* _Problem to solve_:
Copy out the line containing "the database itself." and each line after it, through the last one in the material, exactly as written.

=======

//! Error types for news-report.
//!
//! Every fallible operation returns [`ReportError`]; only the process driver
//! turns one into an exit code.

use thiserror::Error;

/// Main error type for report operations.
#[derive(Error, Debug)]
pub enum ReportError {
    /// Database connection errors (server unreachable, auth failed, missing database, etc.)
    #[error("Connection error: {0}")]
    Connection(String),

    /// Query execution errors (syntax errors, missing relations, timeouts, etc.)
    #[error("Query error: {0}")]
    Query(String),

    /// Result rows that do not have the shape a report expects.
    #[error("Decode error: {0}")]
    Decode(String),

    /// Configuration errors (invalid config file, out-of-range settings, etc.)
    #[error("Configuration error: {0}")]
    Config(String),

    /// Failure writing the rendered report.
    #[error("Output error: {0}")]
    Output(String),
}

impl ReportError {
    /// Creates a connection error with the given message.
    pub fn connection(msg: impl Into<String>) -> Self {
        Self::Connection(msg.into())
    }

    /// Creates a query error with the given message.
    pub fn query(msg: impl Into<String>) -> Self {
        Self::Query(msg.into())
    }

    /// Creates a decode error with the given message.
    pub fn decode(msg: impl Into<String>) -> Self {
        Self::Decode(msg.into())
    }

    /// Creates a configuration error with the given message.
    pub fn config(msg: impl Into<String>) -> Self {
        Self::Config(msg.into())
    }

    /// Creates an output error with the given message.
    pub fn output(msg: impl Into<String>) -> Self {
        Self::Output(msg.into())
    }

    /// Returns the error category as a string for display purposes.
    pub fn category(&self) -> &'static str {
        match self {
            Self::Connection(_) => "Connection Error",
            Self::Query(_) => "Query Error",
            Self::Decode(_) => "Decode Error",
            Self::Config(_) => "Configuration Error",
            Self::Output(_) => "Output Error",
        }
    }

    /// True for failures raised by the database itself.
    pub fn is_database_failure(&self) -> bool {
        matches!(self, Self::Connection(_) | Self::Query(_))
    }
}

impl From<std::io::Error> for ReportError {
    fn from(e: std::io::Error) -> Self {
        Self::output(e.to_string())
    }
}

/// Result type alias using ReportError.
pub type Result<T> = std::result::Result<T, ReportError>;
//! Logging configuration for news-report.
//!
//! Diagnostics go to stderr so stdout carries nothing but the report.

use std::io::IsTerminal;
use tracing_subscriber::EnvFilter;

/// Filter used when `RUST_LOG` is unset.
pub const DEFAULT_FILTER: &str = "warn";

/// Builds the filter from `RUST_LOG`, falling back to [`DEFAULT_FILTER`].
pub fn env_filter() -> EnvFilter {
    EnvFilter::try_from_default_env().unwrap_or_else(|_| EnvFilter::new(DEFAULT_FILTER))
}

/// Initializes logging to stderr.
pub fn init_stderr_logging() {
    tracing_subscriber::fmt()
        .with_env_filter(env_filter())
        .with_writer(std::io::stderr)
        .with_ansi(std::io::stderr().is_terminal())
        .init();
}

=======

* _Exercise result_:
    /// True for failures raised by the database itself.
    pub fn is_database_failure(&self) -> bool {
        matches!(self, Self::Connection(_) | Self::Query(_))
    }
}

impl From<std::io::Error> for ReportError {
    fn from(e: std::io::Error) -> Self {
        Self::output(e.to_string())
    }
}

/// Result type alias using ReportError.
pub type Result<T> = std::result::Result<T, ReportError>;
//! Logging configuration for news-report.
//!
//! Diagnostics go to stderr so stdout carries nothing but the report.

use std::io::IsTerminal;
use tracing_subscriber::EnvFilter;

/// Filter used when `RUST_LOG` is unset.
pub const DEFAULT_FILTER: &str = "warn";

/// Builds the filter from `RUST_LOG`, falling back to [`DEFAULT_FILTER`].
pub fn env_filter() -> EnvFilter {
    EnvFilter::try_from_default_env().unwrap_or_else(|_| EnvFilter::new(DEFAULT_FILTER))
}

/// Initializes logging to stderr.
pub fn init_stderr_logging() {
    tracing_subscriber::fmt()
        .with_env_filter(env_filter())
        .with_writer(std::io::stderr)
        .with_ansi(std::io::stderr().is_terminal())
        .init();
}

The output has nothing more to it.